Quant au grief tiré par l'agent judiciaire de l'Etat de ce que M.[U] ne mentionne dans sa requête qu'un domicile élu, qui n'est pas, selon la jurisprudence de la Commission de la Cour de Cassation, une adresse utile pour une signification valable, ce qui lui ferait grief et justifierait l'irrecevabilité de la demande, ledit grief n'apparaît plus d'actualité : en effet dans ses dernières observations, M.[U] fait état de son adresse actuelle, celle de la maison d'arrêt de [Localité 6] où il se trouve actuellement incarcéré, et également d'une adresse chez un tiers à [Localité 3], outre l'adresse à domicile élu chez son conseil, laquelle, nonobstant la jurisprudence invoquée, demeure la plus fiable et la plus pérenne pour s'assurer qu'il soit effectivement informé de la décision à lui notifier , comme il a pu l'être de la convocation relative à la présente instance.

La requête sera dans ces conditions jugée recevable.

Sur l'indemnisation'

M. [U] a été incarcéré du 17 avril au 14 novembre 2018 : la durée de la détention indemnisable est donc de 6 mois et 28 jours.

Quant au préjudice moral, M.[U] , âgé de 39 ans lors de son incarcération et qui n'avait jamais été confronté au monde de la prison, s'est trouvé détenu de manière injustifiée, ce qui a entraîné une coupure réelle dans ses relations familiales mêmes si sa famille se trouve géographiquement éloignée, et l'a placé dans une situation de grand isolement.

Par ailleurs, incarcéré à [Localité 5], il a subi les conditions de détention difficiles de cet établissement, en lien avec une surpopulation majeure qui ne peut avoir d'impact autre que dommageable sur chaque détenu , puisqu'elle se traduit au minimum par une limitation de l'accès aux douches, aux promenades et aux activités possibles en détention, qui constituent des insuffisances attentatoire aux droits fondamentaux des personnes incarcérées.

Son préjudice moral sera, dans ces conditions, évalué à la somme de 17 000 euros.

En ce qui concerne le préjudice matériel, il n'est pas discuté que M.[U] travaillait au moment de son placement en détention et qu'il a été licencié de cet emploi du fait de son incarcération, pour absence injustifiée : le principe de son indemnisation pour ces 6 mois et 28 jours de perte de salaire et au titre de l'indemnité de licenciement qu'il n'a pas perçue est donc acquis.
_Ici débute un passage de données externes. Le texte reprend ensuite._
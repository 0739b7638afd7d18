//! CSV and JSON boundaries between pipeline stages.
//!
//! Multi-valued columns (`genres`, `country`) are `Vec<String>` in memory and
//! `", "`-joined text on disk.

use anyhow::Context;
use serde::de::DeserializeOwned;
use serde::Serialize;
use std::path::Path;

pub const LIST_SEPARATOR: &str = ", ";

/// Split a joined list column. Empty text yields an empty list.
pub fn split_list(s: &str) -> Vec<String> {
    s.split(',')
        .map(str::trim)
        .filter(|t| !t.is_empty())
        .map(str::to_string)
        .collect()
}

pub mod joined {
    use serde::{Deserialize, Deserializer, Serializer};

    pub fn serialize<S: Serializer>(values: &[String], serializer: S) -> Result<S::Ok, S::Error> {
        serializer.serialize_str(&values.join(super::LIST_SEPARATOR))
    }

    pub fn deserialize<'de, D: Deserializer<'de>>(deserializer: D) -> Result<Vec<String>, D::Error> {
        let raw = Option::<String>::deserialize(deserializer)?;
        Ok(raw.as_deref().map(super::split_list).unwrap_or_default())
    }
}

pub fn read_records<R: std::io::Read, T: DeserializeOwned>(reader: R) -> anyhow::Result<Vec<T>> {
    let mut rdr = csv::Reader::from_reader(reader);
    let mut out = Vec::new();
    for (idx, row) in rdr.deserialize::<T>().enumerate() {
        // Header is line 1.
        out.push(row.with_context(|| format!("invalid CSV row at line {}", idx + 2))?);
    }
    Ok(out)
}

pub fn write_records<W: std::io::Write, T: Serialize>(writer: W, rows: &[T]) -> anyhow::Result<()> {
    let mut wtr = csv::Writer::from_writer(writer);
    for row in rows {
        wtr.serialize(row).context("serialize CSV row failed")?;
    }
    wtr.flush().context("flush CSV writer failed")?;
    Ok(())
}

pub fn read_csv<T: DeserializeOwned>(path: &Path) -> anyhow::Result<Vec<T>> {
    let file = std::fs::File::open(path)
        .with_context(|| format!("open input CSV failed: {}", path.display()))?;
    read_records(file).with_context(|| format!("read CSV failed: {}", path.display()))
}

pub fn write_csv<T: Serialize>(path: &Path, rows: &[T]) -> anyhow::Result<()> {
    ensure_parent_dir(path)?;
    let file = std::fs::File::create(path)
        .with_context(|| format!("create output CSV failed: {}", path.display()))?;
    write_records(file, rows).with_context(|| format!("write CSV failed: {}", path.display()))
}

pub fn write_json<T: Serialize>(path: &Path, value: &T) -> anyhow::Result<()> {
    ensure_parent_dir(path)?;
    let body = serde_json::to_vec_pretty(value).context("serialize report JSON failed")?;
    std::fs::write(path, body).with_context(|| format!("write JSON failed: {}", path.display()))
}

fn ensure_parent_dir(path: &Path) -> anyhow::Result<()> {
    if let Some(parent) = path.parent().filter(|p| !p.as_os_str().is_empty()) {
        std::fs::create_dir_all(parent)
            .with_context(|| format!("create directory failed: {}", parent.display()))?;
    }
    Ok(())
}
Quant à leur montant, il convient d'adopter,

- pour la perte de salaires, l'évaluation qu'en fait M.l'agent judiciaire de l'Etat dans la mesure où M.[U] s effectué ses calculs sur la base d'un salaire brut, alors que cette base ne peut être que celle du salaire net, et où il a faussement décompté 20 jours dans le mois qui en compte 30 : de ce chef l'indemnisation allouée est donc fixée à 9402, 47 euros

- pour l'indemnité de licenciement perdue en revanche , de 1/4 de mois par année d'ancienneté, c'est le chiffre du salaire brut qu'il convient de retenir, soit pour 5 ans et 6 mois d'ancienneté, la somme de 2433, 49 euros.

M.[U] se verra donc allouer, pour la réparation de son préjudice matériel, la somme totale de 11 835, 96 euros (9402,47 + 2433,49).

L'équité justifie que soit allouée à M.[U] une somme de 2000 euros sur le fondement de l'article 700 du code de procédure civile.

PAR CES MOTIFS':

Déclarons recevable la requête de M.[I] [U]

Lui allouons la somme de 17 000 euros en réparation de son préjudice moral

Lui allouons la somme de 11 835,96 euros (9402,47 + 2433,49) en réparation de son préjudice matériel

Lui allouons la somme de 2000 euros sur le fondement de l'article 700 du code de procédure civile,

Rejetons le surplus de ses demandes,

Laissons les dépens à la charge de l'Etat.

Décision rendue le 9 mai 2022 par mise à disposition de l'arrêt au greffe de la Cour, les parties en ayant été préalablement avisées dans les conditions prévues au deuxième alinéa de l'article 450 du code de procédure civile.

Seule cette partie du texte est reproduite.